文:小鮒 康一/写真:いすゞ、日産、ベストカーWeb編集部
【画像ギャラリー】まさかの初代エルグランドの姉妹車! いすゞ ファーゴ・フィリーとは何者か!?(8枚)画像ギャラリー1981年に登場したファーゴの流れを汲むファーゴ・フィリー
エルグランドの発売から2か月遅れの1997年7月に販売を開始したファーゴ・フィリーは、1981年にいすゞオリジナルのワンボックスカーとして登場したファーゴ、そして1995年にキャラバンのOEMモデルとして登場した2代目ファーゴの流れを汲むモデルとなっており、車名にメスの子馬を意味するフィリーを追加してファーゴ・フィリーとした。

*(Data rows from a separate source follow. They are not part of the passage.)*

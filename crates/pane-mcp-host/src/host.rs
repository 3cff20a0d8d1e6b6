//! The I/O boundary between pane-mcp and the terminal application.
//!
//! Everything above this module talks to panes only through these two
//! traits, so the execution engine can be driven by tmux in production and
//! by [`MemoryHost`](crate::MemoryHost) in tests.

use std::sync::Arc;

use async_trait::async_trait;
use pane_mcp_core::{Result, SessionHandle};
use uuid::Uuid;

/// A terminal application that can hand out connections.
#[async_trait]
pub trait TerminalHost: Send + Sync {
    /// Short backend name for logs.
    fn name(&self) -> &'static str;

    /// Establish a connection. Fails with `Error::Connection` when the host
    /// is not reachable.
    async fn connect(&self) -> Result<Arc<dyn HostConnection>>;
}

/// A live connection to a terminal host.
///
/// All text-level operations are fire-and-forget: they return once the host
/// accepted the input, not when a command finished.
#[async_trait]
pub trait HostConnection: Send + Sync + std::fmt::Debug {
    /// Identifier of this connection, stable for its lifetime.
    fn id(&self) -> Uuid;

    /// The pane the host currently considers active.
    async fn current_session(&self) -> Result<SessionHandle>;

    /// Look up a pane by id. `Error::SessionNotFound` if it is gone.
    async fn resolve_session(&self, session_id: &str) -> Result<SessionHandle>;

    /// Every pane known to the host.
    async fn list_sessions(&self) -> Result<Vec<SessionHandle>>;

    /// Write raw text to the pane input, byte for byte, as if typed.
    async fn send_text(&self, session: &SessionHandle, text: &str) -> Result<()>;

    /// Insert text through the host's out-of-band input buffer.
    ///
    /// The text arrives as one unit; nothing is executed until a newline or
    /// Enter is sent separately.
    async fn inject_text(&self, session: &SessionHandle, text: &str) -> Result<()>;

    /// Current pane contents, optionally preceded by the scrollback history.
    async fn get_screen_contents(
        &self,
        session: &SessionHandle,
        include_scrollback: bool,
    ) -> Result<String>;

    /// Open a new tab next to `session`, or in the active window.
    async fn create_tab(&self, session: Option<&SessionHandle>) -> Result<SessionHandle>;

    /// Split `session` into a new pane.
    async fn create_session(&self, session: &SessionHandle) -> Result<SessionHandle>;

    /// Cheap liveness check of the connection itself.
    async fn probe(&self) -> Result<()>;

    /// Release the connection. Later calls fail with `Error::Connection`.
    async fn close(&self);
}

/// Parse a tab-separated `session_id`/`window_id`/`pane_id` line as printed
/// with [`PANE_FORMAT`](crate::tmux::PANE_FORMAT).
pub(crate) fn parse_pane_line(line: &str) -> Option<SessionHandle> {
    let mut fields = line.trim_end_matches(['\r', '\n']).split('\t');
    let window_id = fields.next().filter(|s| s.starts_with('$'))?;
    let tab_id = fields.next().filter(|s| s.starts_with('@'))?;
    let session_id = fields.next().filter(|s| s.starts_with('%'))?;
    if fields.next().is_some() {
        return None;
    }
    Some(SessionHandle::new(session_id, window_id, tab_id))
}

/// Drop the empty rows a terminal pads the bottom of the screen with.
pub(crate) fn trim_trailing_blank_lines(screen: &str) -> String {
    let lines: Vec<&str> = screen.lines().collect();
    let keep = lines
        .iter()
        .rposition(|line| !line.trim().is_empty())
        .map_or(0, |last| last + 1);
    lines[..keep].join("\n")
}
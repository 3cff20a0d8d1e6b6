//! Configuration types for pane-mcp.

use serde::{Deserialize, Serialize};
use std::path::{Path, PathBuf};

use crate::{Error, ExecutionStrategy, Result};

/// Server configuration loaded from YAML file.
#[derive(Debug, Clone, PartialEq, Serialize, Deserialize, Default)]
#[serde(default)]
pub struct ServerConfig {
    /// Server settings
    pub server: ServerSettings,
    /// Connection pool settings
    pub pool: PoolSettings,
    /// Command execution settings
    pub execution: ExecutionSettings,
    /// Terminal host settings
    pub host: HostSettings,
}

impl ServerConfig {
    /// Load configuration from a YAML file.
    pub fn from_file<P: AsRef<Path>>(path: P) -> Result<Self> {
        let content = std::fs::read_to_string(path)?;
        Self::from_yaml(&content)
    }

    /// Parse configuration from YAML string.
    pub fn from_yaml(yaml: &str) -> Result<Self> {
        let config: ServerConfig =
            serde_yaml::from_str(yaml).map_err(|e| Error::Config(e.to_string()))?;
        config.validate()?;
        Ok(config)
    }

    /// Apply `PANE_MCP_*` environment overrides, then re-validate.
    pub fn apply_env_overrides<FEnv>(&mut self, env_lookup: FEnv) -> Result<()>
    where
        FEnv: Fn(&str) -> Option<String>,
    {
        if let Some(level) = env_lookup("PANE_MCP_LOG_LEVEL") {
            self.server.log_level = level;
        }
        if let Some(value) = env_lookup("PANE_MCP_IDLE_WINDOW_SECONDS") {
            self.pool.idle_window_seconds = parse_env("PANE_MCP_IDLE_WINDOW_SECONDS", &value)?;
        }
        if let Some(value) = env_lookup("PANE_MCP_DEFAULT_TIMEOUT_SECONDS") {
            self.execution.default_timeout_seconds =
                parse_env("PANE_MCP_DEFAULT_TIMEOUT_SECONDS", &value)?;
        }
        if let Some(value) = env_lookup("PANE_MCP_MAX_OUTPUT_CHARS") {
            self.execution.max_output_chars = parse_env("PANE_MCP_MAX_OUTPUT_CHARS", &value)?;
        }
        if let Some(value) = env_lookup("PANE_MCP_POLL_INTERVAL_MILLIS") {
            self.execution.poll_interval_millis =
                parse_env("PANE_MCP_POLL_INTERVAL_MILLIS", &value)?;
        }
        if let Some(value) = env_lookup("PANE_MCP_HOST") {
            self.host.backend = value.parse()?;
        }
        if let Some(socket) = env_lookup("PANE_MCP_TMUX_SOCKET") {
            self.host.tmux_socket = Some(socket).filter(|s| !s.trim().is_empty());
        }
        self.validate()
    }

    /// Validate configuration values.
    pub fn validate(&self) -> Result<()> {
        if self.pool.idle_window_seconds == 0 {
            return Err(Error::Config(
                "pool.idle_window_seconds must be > 0".to_string(),
            ));
        }

        let exec = &self.execution;
        if exec.default_timeout_seconds == 0 {
            return Err(Error::Config(
                "execution.default_timeout_seconds must be > 0".to_string(),
            ));
        }
        if exec.max_output_chars == 0 {
            return Err(Error::Config(
                "execution.max_output_chars must be > 0".to_string(),
            ));
        }
        if exec.poll_interval_millis == 0 || exec.max_polls == 0 {
            return Err(Error::Config(
                "execution.poll_interval_millis and execution.max_polls must be > 0".to_string(),
            ));
        }
        if !exec.ambiguous_strategy.is_atomic() {
            return Err(Error::Config(format!(
                "execution.ambiguous_strategy must be atomic, got {}",
                exec.ambiguous_strategy
            )));
        }

        if self.host.scrollback_lines == 0 {
            return Err(Error::Config(
                "host.scrollback_lines must be > 0".to_string(),
            ));
        }
        if self.host.script_interpreter.trim().is_empty() {
            return Err(Error::Config(
                "host.script_interpreter cannot be empty".to_string(),
            ));
        }

        Ok(())
    }
}

fn parse_env<T: std::str::FromStr>(name: &str, value: &str) -> Result<T> {
    value.trim().parse::<T>().map_err(|_| {
        Error::Config(format!(
            "invalid {name} value `{value}`: expected a positive integer"
        ))
    })
}

/// Server settings.
#[derive(Debug, Clone, PartialEq, Serialize, Deserialize)]
#[serde(default)]
pub struct ServerSettings {
    /// Log level (trace, debug, info, warn, error)
    pub log_level: String,
}

impl Default for ServerSettings {
    fn default() -> Self {
        Self {
            log_level: "info".to_string(),
        }
    }
}

/// Connection pool settings.
#[derive(Debug, Clone, PartialEq, Serialize, Deserialize)]
#[serde(default)]
pub struct PoolSettings {
    /// How long an unused host connection is kept before eviction
    pub idle_window_seconds: u64,
}

impl Default for PoolSettings {
    fn default() -> Self {
        Self {
            idle_window_seconds: 300,
        }
    }
}

/// Command execution settings.
#[derive(Debug, Clone, PartialEq, Serialize, Deserialize)]
#[serde(default)]
pub struct ExecutionSettings {
    /// Timeout used when a request does not give one
    pub default_timeout_seconds: u64,
    /// Output bound used when a request does not give one
    pub max_output_chars: usize,
    /// Delay between screen reads while waiting for a command
    pub poll_interval_millis: u64,
    /// Hard cap on screen reads per command, independent of the deadline
    pub max_polls: u32,
    /// Responses with more output than this are serialized without indentation
    pub compact_threshold_chars: usize,
    /// Send Ctrl+C to the session when a command times out
    pub interrupt_on_timeout: bool,
    /// Strategy for text the classifier cannot place in a stricter bucket
    pub ambiguous_strategy: ExecutionStrategy,
}

impl Default for ExecutionSettings {
    fn default() -> Self {
        Self {
            default_timeout_seconds: 10,
            max_output_chars: 10_000,
            poll_interval_millis: 100,
            max_polls: 10_000,
            compact_threshold_chars: 2000,
            interrupt_on_timeout: false,
            ambiguous_strategy: ExecutionStrategy::BracketedPaste,
        }
    }
}

/// Which terminal host implementation to drive.
#[derive(Debug, Clone, Copy, PartialEq, Eq, Serialize, Deserialize)]
#[serde(rename_all = "lowercase")]
pub enum HostBackend {
    /// A tmux server, through its command-line client
    Tmux,
    /// The in-process scripted shell
    Memory,
}

impl std::fmt::Display for HostBackend {
    fn fmt(&self, f: &mut std::fmt::Formatter<'_>) -> std::fmt::Result {
        match self {
            HostBackend::Tmux => write!(f, "tmux"),
            HostBackend::Memory => write!(f, "memory"),
        }
    }
}

impl std::str::FromStr for HostBackend {
    type Err = Error;

    fn from_str(s: &str) -> Result<Self> {
        match s.trim().to_ascii_lowercase().as_str() {
            "tmux" => Ok(HostBackend::Tmux),
            "memory" => Ok(HostBackend::Memory),
            other => Err(Error::Config(format!(
                "unknown host backend `{other}` (expected tmux or memory)"
            ))),
        }
    }
}

/// Terminal host settings.
#[derive(Debug, Clone, PartialEq, Serialize, Deserialize)]
#[serde(default)]
pub struct HostSettings {
    /// Host implementation
    pub backend: HostBackend,
    /// tmux socket path (`tmux -S`); the default server when unset
    pub tmux_socket: Option<String>,
    /// Scrollback lines read when capturing output
    pub scrollback_lines: usize,
    /// Where ScriptFile delivery writes its scripts; the system temp dir when unset
    pub script_dir: Option<PathBuf>,
    /// Interpreter named in the script shebang
    pub script_interpreter: String,
}

impl Default for HostSettings {
    fn default() -> Self {
        Self {
            backend: HostBackend::Tmux,
            tmux_socket: None,
            scrollback_lines: 10_000,
            script_dir: None,
            script_interpreter: "/bin/sh".to_string(),
        }
    }
}

impl HostSettings {
    /// Resolved script directory.
    pub fn script_dir(&self) -> PathBuf {
        self.script_dir.clone().unwrap_or_else(std::env::temp_dir)
    }
}

#[cfg(test)]
mod tests {
    use super::*;
    use std::collections::HashMap;

    fn lookup(vars: &[(&str, &str)]) -> impl Fn(&str) -> Option<String> {
        let map: HashMap<String, String> = vars
            .iter()
            .map(|(k, v)| (k.to_string(), v.to_string()))
            .collect();
        move |name| map.get(name).cloned()
    }

    #[test]
    fn test_default_config() {
        let config = ServerConfig::default();
        assert_eq!(config.server.log_level, "info");
        assert_eq!(config.pool.idle_window_seconds, 300);
        assert_eq!(config.execution.default_timeout_seconds, 10);
        assert_eq!(config.execution.max_output_chars, 10_000);
        assert_eq!(config.execution.compact_threshold_chars, 2000);
        assert!(!config.execution.interrupt_on_timeout);
        assert_eq!(
            config.execution.ambiguous_strategy,
            ExecutionStrategy::BracketedPaste
        );
        assert_eq!(config.host.backend, HostBackend::Tmux);
        assert_eq!(config.host.script_interpreter, "/bin/sh");
    }

    #[test]
    fn test_config_validation() {
        let config = ServerConfig::default();
        assert!(config.validate().is_ok());
    }

    #[test]
    fn test_invalid_idle_window() {
        let mut config = ServerConfig::default();
        config.pool.idle_window_seconds = 0;
        assert!(config.validate().is_err());
    }

    #[test]
    fn test_invalid_execution_limits() {
        let mut config = ServerConfig::default();
        config.execution.max_output_chars = 0;
        assert!(config.validate().is_err());

        let mut config = ServerConfig::default();
        config.execution.max_polls = 0;
        assert!(config.validate().is_err());
    }

    #[test]
    fn test_parse_yaml() {
        let yaml = r#"
server:
  log_level: debug

pool:
  idle_window_seconds: 60

execution:
  default_timeout_seconds: 30
  max_output_chars: 500
  interrupt_on_timeout: true
  ambiguous_strategy: script_file

host:
  backend: memory
  tmux_socket: /tmp/pane-mcp.sock
  script_dir: /var/tmp
"#;

        let config = ServerConfig::from_yaml(yaml).unwrap();
        assert_eq!(config.server.log_level, "debug");
        assert_eq!(config.pool.idle_window_seconds, 60);
        assert_eq!(config.execution.default_timeout_seconds, 30);
        assert_eq!(config.execution.max_output_chars, 500);
        assert!(config.execution.interrupt_on_timeout);
        assert_eq!(
            config.execution.ambiguous_strategy,
            ExecutionStrategy::ScriptFile
        );
        // Unlisted keys keep their defaults
        assert_eq!(config.execution.poll_interval_millis, 100);
        assert_eq!(config.host.backend, HostBackend::Memory);
        assert_eq!(config.host.tmux_socket.as_deref(), Some("/tmp/pane-mcp.sock"));
        assert_eq!(config.host.script_dir(), PathBuf::from("/var/tmp"));
    }

    #[test]
    fn test_parse_yaml_rejects_invalid_values() {
        assert!(ServerConfig::from_yaml("pool:\n  idle_window_seconds: 0\n").is_err());
        assert!(ServerConfig::from_yaml("host:\n  backend: screen\n").is_err());
        assert!(ServerConfig::from_yaml("execution:\n  ambiguous_strategy: typing\n").is_err());
        assert!(ServerConfig::from_yaml("execution:\n  ambiguous_strategy: direct\n").is_err());
    }

    #[test]
    fn test_env_overrides() {
        let mut config = ServerConfig::default();
        config
            .apply_env_overrides(lookup(&[
                ("PANE_MCP_LOG_LEVEL", "trace"),
                ("PANE_MCP_IDLE_WINDOW_SECONDS", "45"),
                ("PANE_MCP_DEFAULT_TIMEOUT_SECONDS", "3"),
                ("PANE_MCP_MAX_OUTPUT_CHARS", "128"),
                ("PANE_MCP_POLL_INTERVAL_MILLIS", "20"),
                ("PANE_MCP_HOST", "Memory"),
                ("PANE_MCP_TMUX_SOCKET", "/tmp/other.sock"),
            ]))
            .unwrap();

        assert_eq!(config.server.log_level, "trace");
        assert_eq!(config.pool.idle_window_seconds, 45);
        assert_eq!(config.execution.default_timeout_seconds, 3);
        assert_eq!(config.execution.max_output_chars, 128);
        assert_eq!(config.execution.poll_interval_millis, 20);
        assert_eq!(config.host.backend, HostBackend::Memory);
        assert_eq!(config.host.tmux_socket.as_deref(), Some("/tmp/other.sock"));
    }

    #[test]
    fn test_env_overrides_absent_keep_config() {
        let mut config = ServerConfig::default();
        config.apply_env_overrides(lookup(&[])).unwrap();
        assert_eq!(config, ServerConfig::default());
    }

    #[test]
    fn test_env_override_invalid_number() {
        let mut config = ServerConfig::default();
        let err = config
            .apply_env_overrides(lookup(&[("PANE_MCP_MAX_OUTPUT_CHARS", "lots")]))
            .unwrap_err();
        assert!(err.to_string().contains("PANE_MCP_MAX_OUTPUT_CHARS"));

        let mut config = ServerConfig::default();
        assert!(config
            .apply_env_overrides(lookup(&[("PANE_MCP_IDLE_WINDOW_SECONDS", "0")]))
            .is_err());
    }
}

このファーゴ・フィリーは基本的にエルグランドをベースに前後のグリルとガーニッシュを変更しただけのOEMモデルとなっていたが、デビュー当初は全車ディーゼルエンジンモデルとなっていたのがいすゞらしいところ(1998年10月にガソリンモデルを追加)。
1999年9月にはエルグランドと共にマイナーチェンジを実施し、車名を単にフィリーとしたほか、ディーゼルエンジンをQD32型からZD30型に換装したのもエルグランドと同一だった。
どんな人がOEM先モデルを選ぶ?
そんなフィリーはグレードこそエルグランドに比べて絞られていたものの、同一グレード同士で比較すると価格は全く同一となっており、当時あえてフィリーを選んだユーザーはどのような心境だったのだろうか?
これは現在も販売されているOEMモデル全般に言えることなのだが、OEM先のモデルを選ぶユーザーの多くは、すでにそのメーカーのディーラーとの関係性が構築されているケースが多い。
フィリーの場合は、すでにいすゞの乗用車(当時はまだ乗用車を取り扱っていた)に乗っていたり、業務用車両としていすゞ車を導入していたりした場合、すでに営業マンとの関係性があるために面倒なく購入することができたというワケだ。
それ以外では最寄りのディーラーがいすゞであったとか、身内がいすゞ関係者だったとか、日産よりも好条件が出たとかさまざまあると思うが、“どうしてもいすゞブランドのモデルが欲しい”という理由で購入したユーザーは少数派だったと言えるのではないだろうか。